When a person does something to remind you of their superior status, I often wonder whether he or she is fully in control of what they’re doing. Name-droppers, for instance, often seem to be acting compulsively, as if they’re suffering from a mild personality disorder. Once the impulse to drop the name has been triggered — usually by some circuitous route that only makes sense to the name-dropper — these people can’t stop themselves. The name pops out in spite of the fact that they know it’s gauche. (That’s my excuse, anyway.)
The same is true of Christmas cards. Normally, members of the British aristocracy are fairly reserved when it comes to advertising their privileged status. Indeed, a reluctance to draw attention to your advantages is supposed to be a hallmark of good breeding. However, no such reticence applies when it comes to Christmas cards. A typical missive will feature a patchwork of photographs of the children, each engaging in a high-status pursuit. There’s 11-year-old Tarquin about to bag himself a brace of pheasant, and there’s little India at Val d’Isère. Typically, the card will include one shot of the entire family — and there are never less than four children — standing in front of some ancestral pile. You might as well write ‘We Are Posher Than You’ on the envelope and have done with it.

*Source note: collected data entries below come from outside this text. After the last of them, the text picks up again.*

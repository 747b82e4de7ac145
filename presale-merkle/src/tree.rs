// File: presale-merkle/src/tree.rs
use presale_hash::{hash_pair, Digest, ZERO_DIGEST};
use rayon::prelude::*;
use tracing::{debug, trace};

/// Binary Merkle tree with sorted pair hashing.
///
/// Levels are stored bottom-up; `levels[0]` holds the leaves in input order.
/// A level with an odd node count pairs its last node with itself.
#[derive(Clone, Debug, Default, PartialEq, Eq)]
pub struct MerkleTree {
    levels: Vec<Vec<Digest>>,
}

impl MerkleTree {
    pub fn build(leaves: Vec<Digest>) -> Self {
        if leaves.is_empty() {
            return Self::default();
        }
        let mut levels = vec![leaves];
        loop {
            let current = &levels[levels.len() - 1];
            if current.len() <= 1 {
                break;
            }
            let next: Vec<Digest> = current.par_chunks(2).map(parent).collect();
            trace!(level = levels.len(), nodes = next.len(), "hashed level");
            levels.push(next);
        }
        debug!(leaves = levels[0].len(), depth = levels.len() - 1, "built merkle tree");
        Self { levels }
    }

    /// Root of the tree; all zeroes when there are no leaves.
    pub fn root(&self) -> Digest {
        self.levels
            .last()
            .and_then(|top| top.first())
            .copied()
            .unwrap_or(ZERO_DIGEST)
    }

    pub fn leaf_count(&self) -> usize {
        self.levels.first().map_or(0, Vec::len)
    }

    /// Number of sibling nodes in every proof.
    pub fn depth(&self) -> usize {
        self.levels.len().saturating_sub(1)
    }

    pub fn leaves(&self) -> &[Digest] {
        self.levels.first().map(Vec::as_slice).unwrap_or(&[])
    }

    pub fn levels(&self) -> &[Vec<Digest>] {
        &self.levels
    }

    /// Sibling path for the leaf at `idx`, or `None` when out of range.
    pub fn open(&self, mut idx: usize) -> Option<Vec<Digest>> {
        if idx >= self.leaf_count() {
            return None;
        }
        let mut path = Vec::with_capacity(self.depth());
        for level in &self.levels[..self.depth()] {
            // the unpaired tail node is its own sibling
            let sibling = level.get(idx ^ 1).unwrap_or(&level[idx]);
            path.push(*sibling);
            idx >>= 1;
        }
        Some(path)
    }

    /// Recompute the root from `leaf` and `path` and compare.
    ///
    /// Sorted pair hashing means no left/right bits are needed.
    pub fn verify(root: &Digest, leaf: &Digest, path: &[Digest]) -> bool {
        let computed = path.iter().fold(*leaf, |acc, sibling| hash_pair(&acc, sibling));
        &computed == root
    }
}

fn parent(pair: &[Digest]) -> Digest {
    let left = &pair[0];
    let right = pair.get(1).unwrap_or(left);
    hash_pair(left, right)
}

/// Whitelist gate as applied by the on-chain program: a zero root disables
/// gating and admits everyone.
pub fn admits(root: &Digest, leaf: &Digest, path: &[Digest]) -> bool {
    root == &ZERO_DIGEST || MerkleTree::verify(root, leaf, path)
}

What accounts for this lapse in judgment? If these same people received a card from Donald Trump with a picture of him standing next to his private Boeing 727, they’d be the first to wrinkle their noses. Perhaps the reason it doesn’t occur to them that there’s anything vulgar about their behaviour is that it’s an annual ritual. They tell themselves that their friends and relatives will actually want to see recent pictures of their children — and these photographs, which look as though they’ve been lifted straight out of the Boden catalogue, just happen to be lying around.